Last month’s Suez Canal “ship jam” incident made many people pay attention to shipping for the first time, although this incident has gradually subsided. , but the recent surge in shipping prices has once again attracted people’s attention, especially foreign trade practitioners.
The sea freight from Asia to Northern Europe increased by 5% in the past week, reaching US$7,852 per 40 feet.
The price quoted for the route from Asia to the US West Coast also rose 4% last week to US$5,375 per 40-foot container, a 251% increase compared with the same period last year.
The quotation from Asia to the East Coast of the United States also increased by 2% last week, reaching US$5,868 per 40-foot container, an increase of 108% compared with the same period last year.
At the same time, the General Administration of Customs has also recently Textile export data for the first quarter were announced: National textile and apparel exports totaled US$65.1 billion, a year-on-year increase of 44%, and an increase of 15.6% compared with the first quarter of 2019. Through the export volume of more than 60 billion US dollars in textile and apparel in the first quarter, an increase of more than 40%, we can feel the high dependence of the domestic textile market on foreign trade exports. Moreover, the vast majority of our textile and apparel exports are shipped by sea. The recent surge in shipping prices is bound to have a certain impact on our textile and apparel exports.
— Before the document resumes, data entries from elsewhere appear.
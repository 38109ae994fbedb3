//! C1 Transport: performs a single HTTP(S) request with byte-range, proxy,
//! auth, and cookie support, streaming chunks to a caller-supplied sink.

mod curl_transport;

pub use curl_transport::CurlTransport;

use std::collections::HashMap;
use std::time::Duration;

#[derive(Debug, Clone, Copy, PartialEq, Eq)]
pub enum Method {
    Head,
    Get,
}

/// A byte range request, inclusive on both ends as in the `Range` header.
#[derive(Debug, Clone, Copy)]
pub struct RangeSpec {
    pub first: u64,
    pub last: Option<u64>,
}

impl RangeSpec {
    pub fn header_value(&self) -> String {
        match self.last {
            Some(last) => format!("bytes={}-{}", self.first, last),
            None => format!("bytes={}-", self.first),
        }
    }
}

#[derive(Debug, Clone)]
pub struct ProxyDescriptor {
    pub url: String,
}

#[derive(Debug, Clone)]
pub struct BasicAuth {
    pub username: String,
    pub password: String,
}

#[derive(Debug, Clone)]
pub struct Request {
    pub url: String,
    pub method: Method,
    pub range: Option<RangeSpec>,
    pub headers: HashMap<String, String>,
    pub proxy: Option<ProxyDescriptor>,
    pub auth: Option<BasicAuth>,
    pub cookie_header: Option<String>,
    pub timeout_connect: Duration,
    pub timeout_read: Duration,
    pub verify_tls: bool,
    pub follow_redirects: bool,
}

impl Request {
    pub fn get(url: impl Into<String>) -> Self {
        Self {
            url: url.into(),
            method: Method::Get,
            range: None,
            headers: HashMap::new(),
            proxy: None,
            auth: None,
            cookie_header: None,
            timeout_connect: Duration::from_secs(10),
            timeout_read: Duration::from_secs(30),
            verify_tls: true,
            follow_redirects: true,
        }
    }

    pub fn head(url: impl Into<String>) -> Self {
        Self {
            method: Method::Head,
            ..Self::get(url)
        }
    }

    pub fn with_range(mut self, range: RangeSpec) -> Self {
        self.range = Some(range);
        self
    }
}

/// What a sink callback returns after each chunk, letting the caller pause
/// or abort mid-stream without Transport itself knowing about job state.
#[derive(Debug, Clone, Copy, PartialEq, Eq)]
pub enum SinkSignal {
    Continue,
    Pause,
    Abort,
}

#[derive(Debug, Clone)]
pub struct TransportSuccess {
    pub status_code: u32,
    pub final_url: String,
    pub response_headers: HashMap<String, String>,
    pub total_received: u64,
}

#[derive(Debug, Clone, Copy, PartialEq, Eq)]
pub enum TransportErrorKind {
    Resolve,
    Connect,
    Tls,
    HttpStatus(u32),
    Timeout,
    RangeRejected,
    ServerClosed,
    WriteSink,
    Cancelled,
}

impl TransportErrorKind {
    /// §4.1: retryable for Resolve/Connect/Tls/Timeout/ServerClosed and 5xx;
    /// RangeRejected and 4xx (except 408, 429) are not.
    pub fn retryable(self) -> bool {
        match self {
            TransportErrorKind::Resolve
            | TransportErrorKind::Connect
            | TransportErrorKind::Tls
            | TransportErrorKind::Timeout
            | TransportErrorKind::ServerClosed => true,
            TransportErrorKind::HttpStatus(code) => {
                (500..600).contains(&code) || code == 408 || code == 429
            }
            TransportErrorKind::RangeRejected
            | TransportErrorKind::WriteSink
            | TransportErrorKind::Cancelled => false,
        }
    }
}

#[derive(Debug, Clone)]
pub struct TransportError {
    pub kind: TransportErrorKind,
    pub message: String,
}

impl std::fmt::Display for TransportError {
    fn fmt(&self, f: &mut std::fmt::Formatter<'_>) -> std::fmt::Result {
        write!(f, "{:?}: {}", self.kind, self.message)
    }
}

impl std::error::Error for TransportError {}

/// The sink chunks are handed to. Implementors decide what `Abort`/`Pause`
/// mean for their caller (e.g. the Worker checks `JobTokens` and returns
/// `Abort`/`Pause` from here rather than Transport polling anything itself).
pub trait Sink: Send {
    fn write_chunk(&mut self, chunk: &[u8], cumulative_bytes: u64) -> SinkSignal;
}

pub trait Transport: Send + Sync {
    fn fetch(
        &self,
        req: &Request,
        sink: &mut dyn Sink,
    ) -> Result<TransportSuccess, TransportError>;
}

#[cfg(test)]
mod tests {
    use super::*;

    #[test]
    fn range_header_open_ended() {
        let r = RangeSpec {
            first: 100,
            last: None,
        };
        assert_eq!(r.header_value(), "bytes=100-");
    }

    #[test]
    fn range_header_closed() {
        let r = RangeSpec {
            first: 0,
            last: Some(99),
        };
        assert_eq!(r.header_value(), "bytes=0-99");
    }

    #[test]
    fn retryable_classification() {
        assert!(TransportErrorKind::Timeout.retryable());
        assert!(TransportErrorKind::HttpStatus(503).retryable());
        assert!(TransportErrorKind::HttpStatus(429).retryable());
        assert!(!TransportErrorKind::HttpStatus(404).retryable());
        assert!(!TransportErrorKind::RangeRejected.retryable());
    }
}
Europe and the United States have seen repeated epidemics and serious container shortages
When the global epidemic broke out last year, the United States The Port of Long Beach hit an all-time high of more than 750,000 twenty-foot equivalent units in July, which fell slightly to 720,000 twenty-foot equivalent units in August, still an increase of more than 9% from the same period last year. Some of that was diverted to the neighboring Port of Los Angeles, which hit its all-time high of 961,833 TEU in August.
The record number of containers has made these ports overcrowded. Especially since the epidemic has led to the closure of some cities, the terminals lack staff and the flow rate of containers has increased sharply. decline, global shipping has been plunged into a container shortage crisis. The shortage of containers has not eased much after the new year, especially as European countries such as Italy, France, and Germany recently announced martial law and “city closures” again. The ban on travel has made it difficult for the entire city to operate normally, and the terminals are also difficult to operate. Containers cannot enter global circulation at the first time, and many areas are still hard to find a container.
The May Day holiday is approaching, and market orders are increasing
Every time before a holiday, there will be a period of time in the textile market to rush for goods and deliver goods. On the one hand, downstream customers will place their orders in advance due to the upcoming holiday. On the other hand, manufacturers and traders are rushing to ship goods before customers go on holiday, so as to prevent customers from being unable to communicate immediately during the holiday. Increased orders and crowded production are very obvious features before the holidays. Now the time has come to the eve of May Day, and this year’s May Day holiday lasts for five days. All kinds of orders will only appear more concentratedly. The current market has also There were some busy scenes.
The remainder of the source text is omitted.